After all, many people who finally “get it” in the 12 step program were once people who chronically relapsed, going in and out of the program for years. One day they finally surrendered, and now they stay clean and sober while working the program successfully. Such people never fault the 12 step program, they only fault themselves, and then they sing high praises to the program for saving their life. No one is allowed to give credit to themselves over the 12 program, even though the program does fail for many people and send them to an early grave. It is a subtle double standard but one that deserves some consideration.
No, you should realize that the program does not actually save anyone’s life. They saved their own life when they got the discipline and the level of surrender that was needed to walk away from their old life. There is no magic in the steps themselves. There is no magic in 12 step support over other forms of fellowship of support. Yes, it helps to have a common purpose. Yes, it helps to get support and exchange ideas with others in recovery. But no, the 12 steps are not a direct recipe for overcoming addiction.

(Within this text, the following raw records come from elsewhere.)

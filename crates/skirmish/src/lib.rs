//! # Skirmish
//!
//! A multiplayer arena match engine with pluggable win conditions.
//!
//! Many independent match instances ("arenas") run side by side inside a
//! shared host environment, each walking a lobby → fight → end → reset
//! lifecycle under a pluggable win-condition engine (a [`Goal`]). The
//! engine is single-threaded and tick-driven: external triggers (player
//! actions, world events, expired timers) are sequenced by the workflow
//! orchestrator, and everything the engine wants done in the world comes
//! back out as arena events.
//!
//! ## Quick start
//!
//! Implement [`Goal`] for your win condition, then:
//!
//! ```no_run
//! use skirmish::prelude::*;
//! # struct MyGoal;
//! # impl Goal for MyGoal {
//! #     fn name(&self) -> &str { "MyGoal" }
//! #     fn check_end(&self, _: &Arena, _: &PlayerRegistry) -> bool { false }
//! #     fn commit_player_death(&mut self, _: &mut GoalContext<'_>, _: PlayerId, _: bool, _: &DeathInfo) {}
//! #     fn parse_leave(&mut self, _: PlayerId) {}
//! #     fn reset(&mut self, _: bool) {}
//! #     fn timed_end(&self, _: &Arena, _: &PlayerRegistry, _: &mut Scores) {}
//! # }
//!
//! let mut host = ArenaHost::new();
//! host.load_arena(
//!     "castle",
//!     ArenaConfig::default(),
//!     Box::new(MyGoal),
//!     vec![
//!         SpawnDescriptor::new("lounge", Location::new("event", 0.0, 64.0, 0.0)),
//!         SpawnDescriptor::new("spectator", Location::new("event", 8.0, 64.0, 0.0)),
//!         SpawnDescriptor::new("spawn", Location::new("event", 16.0, 64.0, 0.0)).with_team("red"),
//!         SpawnDescriptor::new("spawn", Location::new("event", 24.0, 64.0, 0.0)).with_team("blue"),
//!     ],
//! ).unwrap();
//!
//! host.join("castle", PlayerId(1), "alice", None, InventorySnapshot::empty()).unwrap();
//! host.ready("castle", PlayerId(1)).unwrap();
//! loop {
//!     host.tick();
//!     for _event in host.drain_events("castle") {
//!         // teleport / broadcast / persist...
//!     }
//! }
//! ```

mod error;
pub mod host;
pub mod timed_end;
pub mod workflow;

pub use error::SkirmishError;
pub use host::{ArenaHost, HostError};
pub use workflow::Workflow;

// Re-export the engine crates so one dependency is enough.
pub use skirmish_arena::{
    Arena, ArenaConfig, ArenaError, ArenaEvent, ArenaPhase, ArenaPlayer, ArenaTask, ArenaTeam,
    BlockTracker, ConfigError, Goal, GoalContext, GoalError, GoalSettings, HookVerdict, LifeMap,
    PlayerRegistry, PlayerStatus, Scores, TaskKind, TeamColor, TeamSpec, queries,
};
pub use skirmish_core::{
    BlockDescriptor, BlockInfo, BlockPos, ClassSpec, DamageCause, DeathInfo, InventorySnapshot,
    ItemInfo, Location, LocationParseError, Offset, PlayerId, SpawnDescriptor, SpawnNodeError,
    StatKind, StatSheet,
};
pub use skirmish_spawn::{
    DistributionMode, SpawnAssignment, SpawnError, SpawnRegistry, TeamSpawnRequest, nearest_block,
};
pub use skirmish_tick::{TaskHandle, TickScheduler};

/// The commonly-needed names in one import.
pub mod prelude {
    pub use crate::{
        Arena, ArenaConfig, ArenaEvent, ArenaHost, ArenaPhase, DamageCause, DeathInfo, Goal,
        GoalContext, GoalSettings, HookVerdict, InventorySnapshot, LifeMap, Location, PlayerId,
        PlayerRegistry, PlayerStatus, Scores, SkirmishError, SpawnDescriptor, StatKind,
        TeamColor,
    };
}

I am not bashing 12 step programs. Believe me I am not. There is definitely some benefit to 12 step programs, and if they work as a solution for you, then that is excellent. You have your solution–leave this website and go run with it. But I see many people who keep coming back, keep coming back, and then they relapse and die. What a shame. Had they tried another recovery strategy, they might still be alive. But the 12 step program, in all of its arrogance, believes that it is the best solution for every single alcoholic on the planet.
Think about that level of arrogance for a moment. The fellowship in AA and NA have so much pride that they hide from themselves that they actually believe they have the market cornered on helping addicts and alcoholics. They actually say to people “if you stop coming to meetings you will die.”

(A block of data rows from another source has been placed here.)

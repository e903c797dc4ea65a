//! End-to-end tests for the timed-match tie-break: a goal with a fixed
//! score table, a short time limit, and the full workflow around it.

use pretty_assertions::assert_eq;
use skirmish::prelude::*;
use skirmish::{ArenaEvent, TeamSpec};

// =========================================================================
// Mock goal: never ends on its own, contributes a fixed score table.
// =========================================================================

struct FixedScoreGoal {
    table: Scores,
    ffa: bool,
}

impl FixedScoreGoal {
    fn teams(table: &[(&str, f64)]) -> Self {
        Self {
            table: table
                .iter()
                .map(|(name, score)| (name.to_string(), *score))
                .collect(),
            ffa: false,
        }
    }

    fn free_for_all(table: &[(&str, f64)]) -> Self {
        Self {
            ffa: true,
            ..Self::teams(table)
        }
    }
}

impl Goal for FixedScoreGoal {
    fn name(&self) -> &str {
        "FixedScore"
    }

    fn is_free_for_all(&self) -> bool {
        self.ffa
    }

    fn check_end(&self, _arena: &Arena, _players: &PlayerRegistry) -> bool {
        false
    }

    fn commit_player_death(
        &mut self,
        _ctx: &mut GoalContext<'_>,
        _victim: PlayerId,
        _does_respawn: bool,
        _death: &DeathInfo,
    ) {
    }

    fn parse_leave(&mut self, _player: PlayerId) {}

    fn reset(&mut self, _force: bool) {}

    fn timed_end(&self, _arena: &Arena, _players: &PlayerRegistry, scores: &mut Scores) {
        for (name, score) in &self.table {
            *scores.entry(name.clone()).or_insert(0.0) += score;
        }
    }
}

// =========================================================================
// Helpers
// =========================================================================

const ARENA: &str = "pit";
const TIME_LIMIT: u64 = 5;

fn three_team_config() -> ArenaConfig {
    ArenaConfig {
        countdown_ticks: 1,
        end_delay_ticks: 1,
        time_limit_ticks: Some(TIME_LIMIT),
        min_players: 3,
        teams: vec![
            TeamSpec {
                name: "red".into(),
                color: TeamColor::Red,
            },
            TeamSpec {
                name: "blue".into(),
                color: TeamColor::Blue,
            },
            TeamSpec {
                name: "green".into(),
                color: TeamColor::Green,
            },
        ],
        ..ArenaConfig::default()
    }
}

fn two_team_config() -> ArenaConfig {
    ArenaConfig {
        countdown_ticks: 1,
        end_delay_ticks: 1,
        time_limit_ticks: Some(TIME_LIMIT),
        ..ArenaConfig::default()
    }
}

fn ffa_config() -> ArenaConfig {
    ArenaConfig {
        countdown_ticks: 1,
        end_delay_ticks: 1,
        time_limit_ticks: Some(TIME_LIMIT),
        min_players: 3,
        teams: vec![TeamSpec {
            name: "free".into(),
            color: TeamColor::White,
        }],
        ..ArenaConfig::default()
    }
}

fn team_spawns(teams: &[&str]) -> Vec<SpawnDescriptor> {
    let mut spawns = vec![
        SpawnDescriptor::new("lounge", Location::new("event", 0.0, 64.0, 0.0)),
        SpawnDescriptor::new("spectator", Location::new("event", 4.0, 64.0, 0.0)),
        SpawnDescriptor::new("exit", Location::new("event", -4.0, 64.0, 0.0)),
    ];
    for (index, team) in teams.iter().enumerate() {
        spawns.push(
            SpawnDescriptor::new("spawn", Location::new("event", 10.0 * (index + 1) as f64, 64.0, 0.0))
                .with_team(*team),
        );
    }
    spawns
}

fn ffa_spawns(count: usize) -> Vec<SpawnDescriptor> {
    let mut spawns = vec![
        SpawnDescriptor::new("lounge", Location::new("event", 0.0, 64.0, 0.0)),
        SpawnDescriptor::new("spectator", Location::new("event", 4.0, 64.0, 0.0)),
    ];
    for index in 0..count {
        spawns.push(SpawnDescriptor::new(
            format!("spawn{index}"),
            Location::new("event", 10.0 * (index + 1) as f64, 64.0, 0.0),
        ));
    }
    spawns
}

/// Joins one named player per (player, team) pair, readies everyone and
/// runs the match into the fight phase.
fn run_match(host: &mut ArenaHost, roster: &[(u64, &str, Option<&str>)]) {
    for (id, name, team) in roster {
        host.join(ARENA, PlayerId(*id), name, *team, InventorySnapshot::empty())
            .unwrap();
    }
    for (id, _, _) in roster {
        host.ready(ARENA, PlayerId(*id)).unwrap();
    }
    host.tick_by(1); // countdown
    assert_eq!(host.arena(ARENA).unwrap().phase(), ArenaPhase::Fight);
    host.drain_events(ARENA);
}

fn match_ended(events: &[ArenaEvent]) -> Option<(Vec<String>, bool)> {
    events.iter().find_map(|event| match event {
        ArenaEvent::MatchEnded { winners, draw } => Some((winners.clone(), *draw)),
        _ => None,
    })
}

fn losses(host: &ArenaHost, id: u64) -> u64 {
    host.players()
        .get(PlayerId(id))
        .unwrap()
        .stats_for(ARENA)
        .map(|sheet| sheet.get(StatKind::Losses))
        .unwrap_or(0)
}

// =========================================================================
// Team matches
// =========================================================================

#[test]
fn test_two_equal_teams_draw_and_fully_reset() {
    let mut host = ArenaHost::new();
    host.load_arena(
        ARENA,
        two_team_config(),
        Box::new(FixedScoreGoal::teams(&[("red", 10.0), ("blue", 10.0)])),
        team_spawns(&["red", "blue"]),
    )
    .unwrap();
    run_match(&mut host, &[(1, "p1", Some("red")), (2, "p2", Some("blue"))]);

    host.tick_by(TIME_LIMIT);

    let events = host.drain_events(ARENA);
    let (winners, draw) = match_ended(&events).expect("match should have ended");
    assert!(winners.is_empty());
    assert!(draw);
    // A draw forces an unconditional full reset.
    assert_eq!(host.arena(ARENA).unwrap().phase(), ArenaPhase::Idle);
    assert_eq!(losses(&host, 1), 0);
    assert_eq!(losses(&host, 2), 0);
}

#[test]
fn test_clear_winner_marks_losers_lost() {
    let mut host = ArenaHost::new();
    host.load_arena(
        ARENA,
        two_team_config(),
        Box::new(FixedScoreGoal::teams(&[("red", 10.0), ("blue", 3.0)])),
        team_spawns(&["red", "blue"]),
    )
    .unwrap();
    run_match(&mut host, &[(1, "p1", Some("red")), (2, "p2", Some("blue"))]);

    host.tick_by(TIME_LIMIT);

    let events = host.drain_events(ARENA);
    let (winners, draw) = match_ended(&events).unwrap();
    assert_eq!(winners, vec!["red".to_string()]);
    assert!(!draw);
    assert_eq!(losses(&host, 1), 0);
    assert_eq!(losses(&host, 2), 1);
    assert_eq!(host.arena(ARENA).unwrap().phase(), ArenaPhase::Idle);
}

#[test]
fn test_three_team_tie_breaks_on_member_sums() {
    // Red and blue tie at 10 with green behind; red's member outscores
    // blue's, so the recursion picks red.
    let mut host = ArenaHost::new();
    host.load_arena(
        ARENA,
        three_team_config(),
        Box::new(FixedScoreGoal::teams(&[
            ("red", 10.0),
            ("blue", 10.0),
            ("green", 5.0),
            ("p1", 4.0),
            ("p2", 2.0),
        ])),
        team_spawns(&["red", "blue", "green"]),
    )
    .unwrap();
    run_match(
        &mut host,
        &[
            (1, "p1", Some("red")),
            (2, "p2", Some("blue")),
            (3, "p3", Some("green")),
        ],
    );

    host.tick_by(TIME_LIMIT);

    let events = host.drain_events(ARENA);
    let (winners, draw) = match_ended(&events).unwrap();
    assert_eq!(winners, vec!["red".to_string()]);
    assert!(!draw);
    assert_eq!(losses(&host, 2), 1);
    assert_eq!(losses(&host, 3), 1);
}

#[test]
fn test_three_team_tie_with_equal_member_sums_is_a_draw() {
    // The tied teams' member sums are also equal: declare a draw rather
    // than picking arbitrarily.
    let mut host = ArenaHost::new();
    host.load_arena(
        ARENA,
        three_team_config(),
        Box::new(FixedScoreGoal::teams(&[
            ("red", 10.0),
            ("blue", 10.0),
            ("green", 5.0),
            ("p1", 4.0),
            ("p2", 4.0),
        ])),
        team_spawns(&["red", "blue", "green"]),
    )
    .unwrap();
    run_match(
        &mut host,
        &[
            (1, "p1", Some("red")),
            (2, "p2", Some("blue")),
            (3, "p3", Some("green")),
        ],
    );

    host.tick_by(TIME_LIMIT);

    let events = host.drain_events(ARENA);
    let (winners, draw) = match_ended(&events).unwrap();
    assert!(winners.is_empty());
    assert!(draw);
}

#[test]
fn test_forced_winner_overrides_scores() {
    let mut config = two_team_config();
    config.forced_winner = Some("blue".into());
    let mut host = ArenaHost::new();
    host.load_arena(
        ARENA,
        config,
        Box::new(FixedScoreGoal::teams(&[("red", 10.0), ("blue", 0.0)])),
        team_spawns(&["red", "blue"]),
    )
    .unwrap();
    run_match(&mut host, &[(1, "p1", Some("red")), (2, "p2", Some("blue"))]);

    host.tick_by(TIME_LIMIT);

    let events = host.drain_events(ARENA);
    let (winners, _) = match_ended(&events).unwrap();
    assert_eq!(winners, vec!["blue".to_string()]);
    assert_eq!(losses(&host, 1), 1);
}

// =========================================================================
// Free-for-all
// =========================================================================

#[test]
fn test_ffa_player_with_top_score_wins() {
    let mut host = ArenaHost::new();
    host.load_arena(
        ARENA,
        ffa_config(),
        Box::new(FixedScoreGoal::free_for_all(&[
            ("p1", 5.0),
            ("p2", 2.0),
            ("p3", 1.0),
        ])),
        ffa_spawns(3),
    )
    .unwrap();
    run_match(
        &mut host,
        &[(1, "p1", None), (2, "p2", None), (3, "p3", None)],
    );

    host.tick_by(TIME_LIMIT);

    let events = host.drain_events(ARENA);
    let (winners, draw) = match_ended(&events).unwrap();
    assert_eq!(winners, vec!["p1".to_string()]);
    assert!(!draw);
    assert_eq!(losses(&host, 1), 0);
    assert_eq!(losses(&host, 2), 1);
    assert_eq!(losses(&host, 3), 1);
}

#[test]
fn test_ffa_everyone_tied_is_a_draw() {
    let mut host = ArenaHost::new();
    host.load_arena(
        ARENA,
        ffa_config(),
        Box::new(FixedScoreGoal::free_for_all(&[
            ("p1", 3.0),
            ("p2", 3.0),
            ("p3", 3.0),
        ])),
        ffa_spawns(3),
    )
    .unwrap();
    run_match(
        &mut host,
        &[(1, "p1", None), (2, "p2", None), (3, "p3", None)],
    );

    host.tick_by(TIME_LIMIT);

    let events = host.drain_events(ARENA);
    let (winners, draw) = match_ended(&events).unwrap();
    assert!(winners.is_empty());
    assert!(draw);
}

#[test]
fn test_timed_end_only_fires_while_fighting() {
    // The match ends normally before the time limit; the stale timed-end
    // task must not disturb the next lobby.
    let mut host = ArenaHost::new();
    host.load_arena(
        ARENA,
        two_team_config(),
        Box::new(FixedScoreGoal::teams(&[("red", 1.0), ("blue", 2.0)])),
        team_spawns(&["red", "blue"]),
    )
    .unwrap();
    run_match(&mut host, &[(1, "p1", Some("red")), (2, "p2", Some("blue"))]);

    host.with_workflow(ARENA, |wf| wf.handle_end(true)).unwrap();
    host.tick_by(1); // end sequence fires, arena resets
    assert_eq!(host.arena(ARENA).unwrap().phase(), ArenaPhase::Idle);
    host.drain_events(ARENA);

    host.tick_by(TIME_LIMIT);
    let events = host.drain_events(ARENA);
    assert!(match_ended(&events).is_none());
    assert_eq!(host.arena(ARENA).unwrap().phase(), ArenaPhase::Idle);
}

Again, I am not bashing. The reason the fellowship does this is out of fear. It is fear based thinking that keeps people in this mindset of “this is the only possible solution that works.”

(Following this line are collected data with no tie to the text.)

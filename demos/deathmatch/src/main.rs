//! A scripted two-team deathmatch.
//!
//! Implements a minimal team-lives goal against the `Goal` contract and
//! drives one full match through the host: join, ready-up, countdown,
//! a few kills, elimination, end sequence and reset. Run with
//! `RUST_LOG=debug` to watch the engine's own tracing alongside the
//! drained arena events.

use skirmish::prelude::*;

/// Every team shares a pool of lives; each death takes one. A team out of
/// lives is eliminated, and the last team holding lives wins.
struct TeamLives {
    lives: LifeMap<String>,
}

impl TeamLives {
    fn new() -> Self {
        Self {
            lives: LifeMap::new(),
        }
    }
}

impl Goal for TeamLives {
    fn name(&self) -> &str {
        "TeamLives"
    }

    fn set_defaults(&self, settings: &mut GoalSettings) {
        settings.set_default("lives", 3u64);
    }

    fn parse_start(&mut self, ctx: &mut GoalContext<'_>) -> Result<(), skirmish::GoalError> {
        let lives = ctx.arena.config().goal.u64_or("lives", 3) as u32;
        for team in ctx.arena.teams() {
            if !team.is_virtual() && !team.is_empty() {
                self.lives.set(team.name().to_string(), lives);
            }
        }
        Ok(())
    }

    fn check_end(&self, _arena: &Arena, _players: &PlayerRegistry) -> bool {
        self.lives.len() <= 1
    }

    fn commit_player_death(
        &mut self,
        ctx: &mut GoalContext<'_>,
        victim: PlayerId,
        _does_respawn: bool,
        _death: &DeathInfo,
    ) {
        let Some(team) = ctx.arena.team_of(victim).map(|t| t.name().to_string()) else {
            return;
        };
        if self.lives.decrease(&team) == Some(0) {
            ctx.arena
                .broadcast(format!("Team {team} has run out of lives!"));
            // The whole team is out, not just the victim (whom the
            // workflow handles itself).
            let members: Vec<PlayerId> = ctx
                .arena
                .team(&team)
                .map(|t| t.members().iter().copied().collect())
                .unwrap_or_default();
            for member in members {
                if member == victim {
                    continue;
                }
                if let Some(player) = ctx.players.get_mut(member) {
                    if player.status() == PlayerStatus::Fight {
                        player.set_status(PlayerStatus::Lost);
                    }
                }
            }
        }
    }

    fn should_respawn_player(
        &self,
        arena: &Arena,
        _players: &PlayerRegistry,
        victim: PlayerId,
        _death: &DeathInfo,
    ) -> bool {
        arena
            .team_of(victim)
            .and_then(|team| self.lives.get(&team.name().to_string()))
            .is_some_and(|lives| lives > 1)
    }

    fn parse_leave(&mut self, _player: PlayerId) {
        // Lives belong to the team, not the leaver.
    }

    fn reset(&mut self, _force: bool) {
        self.lives.clear();
    }

    fn timed_end(&self, _arena: &Arena, _players: &PlayerRegistry, scores: &mut Scores) {
        for team in self.lives.keys() {
            let lives = f64::from(self.lives.get(team).unwrap_or(0));
            *scores.entry(team.clone()).or_insert(0.0) += lives;
        }
    }
}

const ARENA: &str = "pit";

fn pump(host: &mut ArenaHost, label: &str) {
    for event in host.drain_events(ARENA) {
        println!("[{label}] {event:?}");
    }
}

fn main() {
    tracing_subscriber::fmt()
        .with_env_filter(
            tracing_subscriber::EnvFilter::try_from_default_env()
                .unwrap_or_else(|_| "info".into()),
        )
        .init();

    let mut config = ArenaConfig::default();
    config.countdown_ticks = 3;
    config.end_delay_ticks = 2;
    config.respawn_delay_ticks = 1;
    config.goal.set("lives", 2u64);

    let spawns = vec![
        SpawnDescriptor::new("lounge", Location::new("pit", 0.0, 64.0, 0.0)),
        SpawnDescriptor::new("spectator", Location::new("pit", 0.0, 80.0, 0.0)),
        SpawnDescriptor::new("exit", Location::new("pit", -32.0, 64.0, 0.0)),
        SpawnDescriptor::new("spawn", Location::new("pit", 32.0, 64.0, 0.0)).with_team("red"),
        SpawnDescriptor::new("spawn", Location::new("pit", -32.0, 64.0, 32.0)).with_team("blue"),
    ];

    let mut host = ArenaHost::new();
    host.load_arena(ARENA, config, Box::new(TeamLives::new()), spawns)
        .expect("arena should load");

    let roster = [
        (PlayerId(1), "alice", "red"),
        (PlayerId(2), "bob", "red"),
        (PlayerId(3), "carol", "blue"),
        (PlayerId(4), "dave", "blue"),
    ];
    for (id, name, team) in roster {
        host.join(ARENA, id, name, Some(team), InventorySnapshot::empty())
            .expect("join should succeed");
    }
    pump(&mut host, "join");

    for (id, _, _) in roster {
        host.ready(ARENA, id).expect("ready should succeed");
    }
    pump(&mut host, "ready");

    // Countdown.
    host.tick_by(3);
    pump(&mut host, "start");
    println!("phase after countdown: {}", host.arena(ARENA).unwrap().phase());

    // Red loses a life, alice respawns.
    host.player_death(
        ARENA,
        PlayerId(1),
        DeathInfo::by_player(PlayerId(3), DamageCause::Attack),
    );
    host.tick_by(1);
    pump(&mut host, "first blood");

    // Red's second life goes: team eliminated, match decided.
    host.player_death(
        ARENA,
        PlayerId(2),
        DeathInfo::by_player(PlayerId(4), DamageCause::Projectile),
    );
    pump(&mut host, "elimination");
    println!("phase after elimination: {}", host.arena(ARENA).unwrap().phase());

    // End sequence and reset.
    host.tick_by(2);
    pump(&mut host, "reset");
    println!("phase after reset: {}", host.arena(ARENA).unwrap().phase());

    // Delayed inventory give-back.
    host.tick_by(60);
    pump(&mut host, "inventory");
}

But my message to you is this: if you have given the 12 step program a fair shake, and it did not work for you, then do not be afraid to move on. Do not be afraid to find your own path in recovery. Do not listen to the fear-crazed 12 steppers who are afraid that someone might recover without using the exact method that they are using. They see this as a threat to their recovery, when in fact it is just an opportunity for your recovery.
I have found an alternative path in recovery and I do not begrudge the 12 steppers. I don’t go back to meetings and say “See, I found another path. I have been clean and sober for over a decade and I don’t come to meetings every day and treat this like a religion like you folks do.” But perhaps I should do that. Because they actually use the fact that people don’t do this as evidence that their way is the only way that works. Sometimes, a person will come back to AA after a relapse, and then they all rejoice, because it reinforces the idea that their way is the only way that works. They are vindicated.
The idea is to rise above this level of fear, and simply find what works for you in recovery, and do it. That is what this website is actually about. Creating your own life in recovery.